Le premier ministre, lui, décernera le 25 janvier à Matignon, des médailles de la sécurité intérieure, spéciales « Notre-Dame-des-Landes » – une pratique déjà usitée après l’ouragan Irma ou la Coupe du monde de football –, à des fonctionnaires ayant participé aux opérations, dont l’ex-préfète Nicole Klein, devenue depuis directrice de cabinet du ministre de la transition écologique et solidaire. Une manière, peut-être, pour le gouvernement de clore le chapitre.

Le casse-tête de l’attribution des terres

Des baux pérennisant les activités agricoles devraient être signés au printemps.

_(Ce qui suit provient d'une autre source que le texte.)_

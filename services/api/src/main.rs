use eco_tasks_api::run;

#[tokio::main]
async fn main() {
    if let Err(err) = run().await {
        eprintln!("application error: {err}");
        std::process::exit(1);
    }
}
use chrono::{DateTime, Days, NaiveDate, Utc};
use serde::{Deserialize, Serialize};

/// Result of advancing a streak for one settlement.
#[derive(Debug, Clone, Copy, PartialEq, Eq, Serialize, Deserialize)]
pub struct StreakUpdate {
    pub days: u32,
    pub best: u32,
}

/// UTC calendar day of a timestamp; time-of-day is discarded.
pub fn utc_day(instant: DateTime<Utc>) -> NaiveDate {
    instant.date_naive()
}

/// The calendar day before `today`, saturating at the earliest representable date.
pub fn previous_day(today: NaiveDate) -> NaiveDate {
    today.checked_sub_days(Days::new(1)).unwrap_or(today)
}

/// Next streak length given the day of the last credited settlement.
///
/// Same day keeps the streak (never below one), the day before extends it,
/// anything older or absent starts a fresh streak of one.
pub fn next_streak(
    last_date: Option<NaiveDate>,
    current_streak: u32,
    today: NaiveDate,
    yesterday: NaiveDate,
) -> u32 {
    match last_date {
        None => 1,
        Some(last) if last == today => current_streak.max(1),
        Some(last) if last == yesterday => current_streak.saturating_add(1),
        Some(_) => 1,
    }
}

pub fn advance_streak(
    last_date: Option<NaiveDate>,
    current_streak: u32,
    best_streak: u32,
    today: NaiveDate,
) -> StreakUpdate {
    let days = next_streak(last_date, current_streak, today, previous_day(today));
    StreakUpdate {
        days,
        best: best_streak.max(days),
    }
}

Un an après l’abandon du projet d’aéroport à Notre-Dame-des-Landes, la paix est signée entre le département de Loire-Atlantique, dont le président (PS), Philippe Grosvalet, était un fervent défenseur du projet d’aéroport – et l’Etat. Un protocole d’accord sur la rétrocession à la collectivité de la majorité des terres cultivables de la ZAD, soit 895 hectares sur les 1 425 du site, surface incluant une quinzaine de bâtis, a été signé le 18 décembre 2018.

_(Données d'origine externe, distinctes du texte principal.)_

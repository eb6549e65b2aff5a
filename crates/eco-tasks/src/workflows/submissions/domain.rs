use std::fmt;

use chrono::{DateTime, NaiveDate, Utc};
use serde::{Deserialize, Serialize};

use super::settlement::streak::{advance_streak, StreakUpdate};
use super::verification::VerificationDecision;

/// Identifier wrapper for catalog tasks.
#[derive(Debug, Clone, PartialEq, Eq, Hash, PartialOrd, Ord, Serialize, Deserialize)]
pub struct TaskId(pub String);

/// Identifier wrapper for users known to the identity service.
#[derive(Debug, Clone, PartialEq, Eq, Hash, PartialOrd, Ord, Serialize, Deserialize)]
pub struct UserId(pub String);

/// Identifier wrapper for submissions.
#[derive(Debug, Clone, PartialEq, Eq, Hash, PartialOrd, Ord, Serialize, Deserialize)]
pub struct SubmissionId(pub String);

macro_rules! display_id {
    ($($name:ident),*) => {
        $(impl fmt::Display for $name {
            fn fmt(&self, f: &mut fmt::Formatter<'_>) -> fmt::Result {
                f.write_str(&self.0)
            }
        })*
    };
}

display_id!(TaskId, UserId, SubmissionId);

/// Read-only catalog entry owned by the task catalog service.
#[derive(Debug, Clone, PartialEq, Serialize, Deserialize)]
pub struct TaskDefinition {
    pub id: TaskId,
    pub title: String,
    pub category: String,
    pub base_points: u64,
    pub min_confidence: Option<f64>,
    pub is_active: bool,
}

/// Optional geolocation attached to evidence.
#[derive(Debug, Clone, Copy, PartialEq, Serialize, Deserialize)]
pub struct GeoPoint {
    pub latitude: f64,
    pub longitude: f64,
}

impl GeoPoint {
    /// Returns `None` unless both coordinates are finite and within range.
    pub fn new(latitude: f64, longitude: f64) -> Option<Self> {
        let valid = latitude.is_finite()
            && longitude.is_finite()
            && (-90.0..=90.0).contains(&latitude)
            && (-180.0..=180.0).contains(&longitude);
        valid.then_some(Self {
            latitude,
            longitude,
        })
    }
}

/// Caller-supplied evidence before it is stamped onto a submission.
#[derive(Debug, Clone, Default, PartialEq, Serialize, Deserialize)]
pub struct EvidenceDraft {
    #[serde(default)]
    pub image_refs: Vec<String>,
    #[serde(default)]
    pub description: String,
    #[serde(default)]
    pub location: Option<GeoPoint>,
    #[serde(default)]
    pub location_text: String,
}

/// Evidence as stored on a submission.
#[derive(Debug, Clone, PartialEq, Serialize, Deserialize)]
pub struct Evidence {
    pub image_refs: Vec<String>,
    pub description: String,
    pub location: Option<GeoPoint>,
    pub location_text: String,
    pub submitted_at: DateTime<Utc>,
}

impl Evidence {
    pub fn from_draft(draft: EvidenceDraft, submitted_at: DateTime<Utc>) -> Self {
        let image_refs = draft
            .image_refs
            .into_iter()
            .map(|reference| reference.trim().to_string())
            .filter(|reference| !reference.is_empty())
            .collect();

        Self {
            image_refs,
            description: draft.description.trim().to_string(),
            location: draft
                .location
                .and_then(|point| GeoPoint::new(point.latitude, point.longitude)),
            location_text: draft.location_text.trim().to_string(),
            submitted_at,
        }
    }

    pub fn has_images(&self) -> bool {
        !self.image_refs.is_empty()
    }
}

/// Lifecycle status of a submission.
#[derive(Debug, Clone, Copy, PartialEq, Eq, Hash, Serialize, Deserialize)]
#[serde(rename_all = "snake_case")]
pub enum SubmissionStatus {
    Pending,
    PendingVerification,
    ManualReview,
    Verified,
    Rejected,
}

impl SubmissionStatus {
    pub const fn label(self) -> &'static str {
        match self {
            SubmissionStatus::Pending => "pending",
            SubmissionStatus::PendingVerification => "pending_verification",
            SubmissionStatus::ManualReview => "manual_review",
            SubmissionStatus::Verified => "verified",
            SubmissionStatus::Rejected => "rejected",
        }
    }

    pub fn parse(raw: &str) -> Option<Self> {
        match raw.trim().to_ascii_lowercase().as_str() {
            "pending" => Some(Self::Pending),
            "pending_verification" => Some(Self::PendingVerification),
            "manual_review" => Some(Self::ManualReview),
            "verified" => Some(Self::Verified),
            "rejected" => Some(Self::Rejected),
            _ => None,
        }
    }

    /// A user holding a submission in one of these states may not start the task again.
    pub const fn blocks_restart(self) -> bool {
        !matches!(self, SubmissionStatus::Rejected)
    }

    /// States from which a decision pass may run.
    pub const fn accepts_decision(self) -> bool {
        matches!(
            self,
            SubmissionStatus::PendingVerification | SubmissionStatus::ManualReview
        )
    }

    /// Submissions the owner is still waiting on before any decision was made.
    pub const fn awaiting_review(self) -> bool {
        matches!(
            self,
            SubmissionStatus::Pending | SubmissionStatus::PendingVerification
        )
    }
}

impl fmt::Display for SubmissionStatus {
    fn fmt(&self, f: &mut fmt::Formatter<'_>) -> fmt::Result {
        f.write_str(self.label())
    }
}

impl From<VerificationDecision> for SubmissionStatus {
    fn from(decision: VerificationDecision) -> Self {
        match decision {
            VerificationDecision::Approved => SubmissionStatus::Verified,
            VerificationDecision::ManualReview => SubmissionStatus::ManualReview,
            VerificationDecision::Rejected => SubmissionStatus::Rejected,
        }
    }
}

/// Snapshot of the most recent decision pass.
#[derive(Debug, Clone, PartialEq, Serialize, Deserialize)]
pub struct VerificationSnapshot {
    pub confidence: Option<f64>,
    pub fraud_score: Option<f64>,
    pub flags: Vec<String>,
    pub decision: VerificationDecision,
    pub decided_at: DateTime<Utc>,
}

/// One user's attempt at one task.
#[derive(Debug, Clone, PartialEq, Serialize, Deserialize)]
pub struct Submission {
    pub id: SubmissionId,
    pub task_id: TaskId,
    pub user_id: UserId,
    pub status: SubmissionStatus,
    pub evidence: Option<Evidence>,
    pub verification: Option<VerificationSnapshot>,
    pub points_awarded_at: Option<DateTime<Utc>>,
    pub created_at: DateTime<Utc>,
    pub updated_at: DateTime<Utc>,
    /// Bumped by the store on every successful write.
    pub version: u64,
}

impl Submission {
    pub fn new(
        id: SubmissionId,
        task_id: TaskId,
        user_id: UserId,
        created_at: DateTime<Utc>,
    ) -> Self {
        Self {
            id,
            task_id,
            user_id,
            status: SubmissionStatus::Pending,
            evidence: None,
            verification: None,
            points_awarded_at: None,
            created_at,
            updated_at: created_at,
            version: 0,
        }
    }

    pub fn is_settled(&self) -> bool {
        self.points_awarded_at.is_some()
    }

    /// Verified and still owed its ledger credit.
    pub fn awaiting_settlement(&self) -> bool {
        self.status == SubmissionStatus::Verified && !self.is_settled()
    }

    pub fn status_view(&self) -> SubmissionStatusView {
        SubmissionStatusView {
            submission_id: self.id.clone(),
            task_id: self.task_id.clone(),
            user_id: self.user_id.clone(),
            status: self.status.label(),
            decision: self
                .verification
                .as_ref()
                .map(|snapshot| snapshot.decision.label()),
            flags: self
                .verification
                .as_ref()
                .map(|snapshot| snapshot.flags.clone())
                .unwrap_or_default(),
            points_awarded_at: self.points_awarded_at,
            updated_at: self.updated_at,
        }
    }
}

/// Sanitized representation of a submission for API responses.
#[derive(Debug, Clone, Serialize)]
pub struct SubmissionStatusView {
    pub submission_id: SubmissionId,
    pub task_id: TaskId,
    pub user_id: UserId,
    pub status: &'static str,
    #[serde(skip_serializing_if = "Option::is_none")]
    pub decision: Option<&'static str>,
    pub flags: Vec<String>,
    #[serde(skip_serializing_if = "Option::is_none")]
    pub points_awarded_at: Option<DateTime<Utc>>,
    pub updated_at: DateTime<Utc>,
}

/// Per-user settlement ledger row.
#[derive(Debug, Clone, PartialEq, Eq, Serialize, Deserialize)]
pub struct UserScore {
    pub user_id: UserId,
    pub total_points: u64,
    pub tasks_completed: u64,
    pub streak_days: u32,
    pub streak_last_date: Option<NaiveDate>,
    pub streak_best_days: u32,
}

impl UserScore {
    pub fn new(user_id: UserId) -> Self {
        Self {
            user_id,
            total_points: 0,
            tasks_completed: 0,
            streak_days: 0,
            streak_last_date: None,
            streak_best_days: 0,
        }
    }

    /// Credits one settled submission worth `points` on `today`.
    pub fn apply_settlement(&mut self, points: u64, today: NaiveDate) -> StreakUpdate {
        let update = advance_streak(
            self.streak_last_date,
            self.streak_days,
            self.streak_best_days,
            today,
        );

        self.total_points = self.total_points.saturating_add(points);
        self.tasks_completed = self.tasks_completed.saturating_add(1);
        self.streak_days = update.days;
        self.streak_last_date = Some(today);
        self.streak_best_days = update.best;

        update
    }

    pub fn summary(&self) -> LedgerSummary {
        LedgerSummary {
            total_points: self.total_points,
            tasks_completed: self.tasks_completed,
            streak_days: self.streak_days,
            streak_best_days: self.streak_best_days,
        }
    }
}

/// Ledger figures read by leaderboards and dashboards.
#[derive(Debug, Clone, Copy, Default, PartialEq, Eq, Serialize, Deserialize)]
pub struct LedgerSummary {
    pub total_points: u64,
    pub tasks_completed: u64,
    pub streak_days: u32,
    pub streak_best_days: u32,
}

Selon le décompte de la préfecture, 700 hectares sont déjà exploités, par le biais de conventions d’occupation temporaire (COP), par 27 agriculteurs « historiques » qui avaient été expropriés à l’issue de la déclaration d’utilité publique du projet d’aéroport en 2008.

Près de 140 hectares sont également mis à disposition de 15 porteurs de projets ayant investi les lieux lors de la lutte contre la bétonisation du bocage. Restent 70 hectares sur lesquels des personnes travaillent sans bénéficier de COP « en raison de conflits d’usage de terres avec des agriculteurs du secteur ». M. Grosvalet se veut confiant sur l’issue de ces dossiers : « Nous sommes dans une logique d’apaisement », assure-t-il. Le préfet Claude d’Harcourt soulignait fin décembre 2018 que 90 % des cas étaient « réglés » et que les 10 % restants devraient faire l’objet de compromis, par exemple sous forme d’échanges de terres.

Circulation rétablie

Le rachat des parcelles par le département, moyennant un chèque de 950 000 euros à l’Etat, sera effectif le 29 mars. Des baux, gages de pérennité des activités, devraient être signés « dans la quinzaine qui suit », avance M. d’Harcourt. Les personnes installées sur les « terres historiques » bénéficieront automatiquement de ces baux. Les habitants de la ZAD auront droit au même traitement « sitôt qu’ils auront accompli l’ensemble des formalités nécessaires à leur installation, précise Matthieu Benezech, chargé de mission aéroport auprès du préfet. Pour plusieurs d’entre eux, la signature de baux pourrait se faire en même temps que les agriculteurs historiques. D’autres auront peut-être besoin d’un délai jusqu’au second semestre. »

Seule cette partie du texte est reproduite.